In this article, I examine the results of our working life study specifically from women’s perspective and reflect on what they reveal about leadership, workplace structures, and the true nature of inclusion. I also compare these findings with my own experiences as a CEO.

Participation Does Not Mean Inclusion

One of the most interesting findings in our study relates to participation. Finnish women experience participation in everyday workplace situations such as speaking up in meetings and expressing their own opinions as even easier than men do. As many as 32% of women consider participation very easy, while the corresponding figure for men is only 20%.

We women are therefore part of the conversations. We are also more willing than men to adapt to changes in working life, whether related to artificial intelligence or changes in the work environment.
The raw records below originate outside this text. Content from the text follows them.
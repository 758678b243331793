//! Decision types for rate limiting results.
//!
//! Every admission check produces a `Decision`: the admit/reject verdict plus
//! a `RateLimitInfo` describing the remaining quota and, when rejected, how
//! long the caller should wait before retrying.

use std::time::Duration;

use serde::{Deserialize, Serialize};

/// The result of a rate limit check.
#[derive(Debug, Clone)]
pub struct Decision {
    /// Whether the request is allowed.
    allowed: bool,
    /// Rate limit information.
    info: RateLimitInfo,
}

impl Decision {
    /// Create a new "allowed" decision.
    pub fn allowed(info: RateLimitInfo) -> Self {
        Self {
            allowed: true,
            info,
        }
    }

    /// Create a new "denied" decision.
    pub fn denied(info: RateLimitInfo) -> Self {
        Self {
            allowed: false,
            info,
        }
    }

    /// Check if the request is allowed.
    pub fn is_allowed(&self) -> bool {
        self.allowed
    }

    /// Check if the request is denied.
    pub fn is_denied(&self) -> bool {
        !self.allowed
    }

    /// Remaining quota after this decision.
    pub fn remaining(&self) -> u64 {
        self.info.remaining
    }

    /// How long to wait before retrying, if denied.
    pub fn retry_after(&self) -> Option<Duration> {
        self.info.retry_after
    }

    /// Get the rate limit info.
    pub fn info(&self) -> &RateLimitInfo {
        &self.info
    }

    /// Mutable access to the rate limit info.
    pub(crate) fn info_mut(&mut self) -> &mut RateLimitInfo {
        &mut self.info
    }
}

/// Information about the current rate limit state.
#[derive(Debug, Clone)]
pub struct RateLimitInfo {
    /// Capacity of the bucket or window.
    pub limit: u64,
    /// Units still available after this decision.
    pub remaining: u64,
    /// Time until the client's state returns to full capacity.
    pub reset_after: Duration,
    /// How long to wait before retrying (only set when rate limited).
    pub retry_after: Option<Duration>,
    /// Name of the algorithm that made this decision.
    pub algorithm: Option<&'static str>,
    /// Additional metadata.
    pub metadata: Option<DecisionMetadata>,
}

impl RateLimitInfo {
    /// Create a new rate limit info.
    pub fn new(limit: u64, remaining: u64, reset_after: Duration) -> Self {
        Self {
            limit,
            remaining,
            reset_after,
            retry_after: None,
            algorithm: None,
            metadata: None,
        }
    }

    /// Set the retry-after duration.
    pub fn with_retry_after(mut self, duration: Duration) -> Self {
        self.retry_after = Some(duration);
        self
    }

    /// Set the algorithm name.
    pub fn with_algorithm(mut self, name: &'static str) -> Self {
        self.algorithm = Some(name);
        self
    }

    /// Set additional metadata.
    pub fn with_metadata(mut self, metadata: DecisionMetadata) -> Self {
        self.metadata = Some(metadata);
        self
    }

    /// Metadata, created empty on first access.
    pub(crate) fn metadata_mut(&mut self) -> &mut DecisionMetadata {
        self.metadata.get_or_insert_with(DecisionMetadata::new)
    }

    /// Reset time rounded up to whole seconds.
    pub fn reset_seconds(&self) -> u64 {
        ceil_secs(self.reset_after)
    }

    /// Convert to HTTP headers for a surrounding service.
    ///
    /// Returns a vector of (header_name, header_value) pairs. Durations are
    /// rounded up so a client never retries too early.
    pub fn to_headers(&self) -> Vec<(&'static str, String)> {
        let mut headers = vec![
            ("X-RateLimit-Limit", self.limit.to_string()),
            ("X-RateLimit-Remaining", self.remaining.to_string()),
            ("X-RateLimit-Reset", self.reset_seconds().to_string()),
        ];

        if let Some(retry_after) = self.retry_after {
            headers.push(("Retry-After", ceil_secs(retry_after).to_string()));
        }

        if let Some(algorithm) = self.algorithm {
            headers.push(("X-RateLimit-Policy", algorithm.to_string()));
        }

        headers
    }
}

fn ceil_secs(d: Duration) -> u64 {
    d.as_secs() + u64::from(d.subsec_nanos() > 0)
}

/// Additional metadata about a rate limit decision.
#[derive(Debug, Clone, Default, PartialEq, Serialize, Deserialize)]
pub struct DecisionMetadata {
    /// The key that was rate limited.
    pub key: Option<String>,
    /// Units this call asked for.
    pub cost: Option<u64>,
    /// Current tokens available (for token bucket).
    pub tokens_available: Option<f64>,
    /// Set when the verdict came from the failure policy because the shared
    /// store could not be consulted.
    pub degraded: bool,
}

impl DecisionMetadata {
    /// Create new empty metadata.
    pub fn new() -> Self {
        Self::default()
    }

    /// Set the key.
    pub fn with_key(mut self, key: impl Into<String>) -> Self {
        self.key = Some(key.into());
        self
    }

    /// Set the cost.
    pub fn with_cost(mut self, cost: u64) -> Self {
        self.cost = Some(cost);
        self
    }

    /// Set tokens available.
    pub fn with_tokens_available(mut self, tokens: f64) -> Self {
        self.tokens_available = Some(tokens);
        self
    }

    /// Mark the decision as produced by the failure policy.
    pub fn degraded(mut self) -> Self {
        self.degraded = true;
        self
    }
}

#[cfg(test)]
mod tests {
    use super::*;

    #[test]
    fn test_decision_allowed() {
        let info = RateLimitInfo::new(100, 99, Duration::from_secs(1));
        let decision = Decision::allowed(info);

        assert!(decision.is_allowed());
        assert!(!decision.is_denied());
        assert_eq!(decision.info().limit, 100);
        assert_eq!(decision.remaining(), 99);
        assert_eq!(decision.retry_after(), None);
    }

    #[test]
    fn test_decision_denied() {
        let info = RateLimitInfo::new(100, 0, Duration::from_secs(60))
            .with_retry_after(Duration::from_secs(30));
        let decision = Decision::denied(info);

        assert!(decision.is_denied());
        assert_eq!(decision.remaining(), 0);
        assert_eq!(decision.retry_after(), Some(Duration::from_secs(30)));
    }

    #[test]
    fn test_rate_limit_info_headers() {
        let info = RateLimitInfo::new(100, 50, Duration::from_millis(59_200))
            .with_algorithm("token_bucket")
            .with_retry_after(Duration::from_millis(9_001));

        let headers = info.to_headers();

        assert!(headers.iter().any(|(k, v)| *k == "X-RateLimit-Limit" && v == "100"));
        assert!(headers.iter().any(|(k, v)| *k == "X-RateLimit-Remaining" && v == "50"));
        assert!(headers.iter().any(|(k, v)| *k == "X-RateLimit-Reset" && v == "60"));
        assert!(headers.iter().any(|(k, v)| *k == "Retry-After" && v == "10"));
        assert!(headers.iter().any(|(k, v)| *k == "X-RateLimit-Policy" && v == "token_bucket"));
    }

    #[test]
    fn test_decision_metadata() {
        let metadata = DecisionMetadata::new()
            .with_key("user:123")
            .with_cost(2)
            .with_tokens_available(5.5)
            .degraded();

        assert_eq!(metadata.key, Some("user:123".into()));
        assert_eq!(metadata.cost, Some(2));
        assert_eq!(metadata.tokens_available, Some(5.5));
        assert!(metadata.degraded);
    }
}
I see this primarily as a strong ability to adapt to change, but at the same time I wonder whether uncertainty has become such a permanent part of working life that women have simply learned to live with it.

Interestingly, women do not see the opportunity to participate itself as the problem. But the opportunity to participate does not automatically mean the opportunity to influence. In working life, it is not enough simply to have your voice heard. What matters is that people feel genuinely listened to in a meaningful way. If people feel that their contribution leads nowhere, participation can easily become superficial.

Leadership Is Built on Understanding the Bigger Picture

In my own career path, the themes highlighted in the study participation, influence, and adaptability, have become concrete in many ways. I joined Adecco as CFO in 2018 and familiarized myself thoroughly with the company’s financial situation and structures. Over time, however, my focus increasingly shifted beyond the numbers.

As CEO, my responsibility extends across the entire organization and, above all, to the people within it. At the core of my leadership is the ability to combine financial realism with human-centered leadership. Although the experience of meaningfulness is highly individual, leaders have both the ability and the responsibility to influence how meaningful everyday work feels.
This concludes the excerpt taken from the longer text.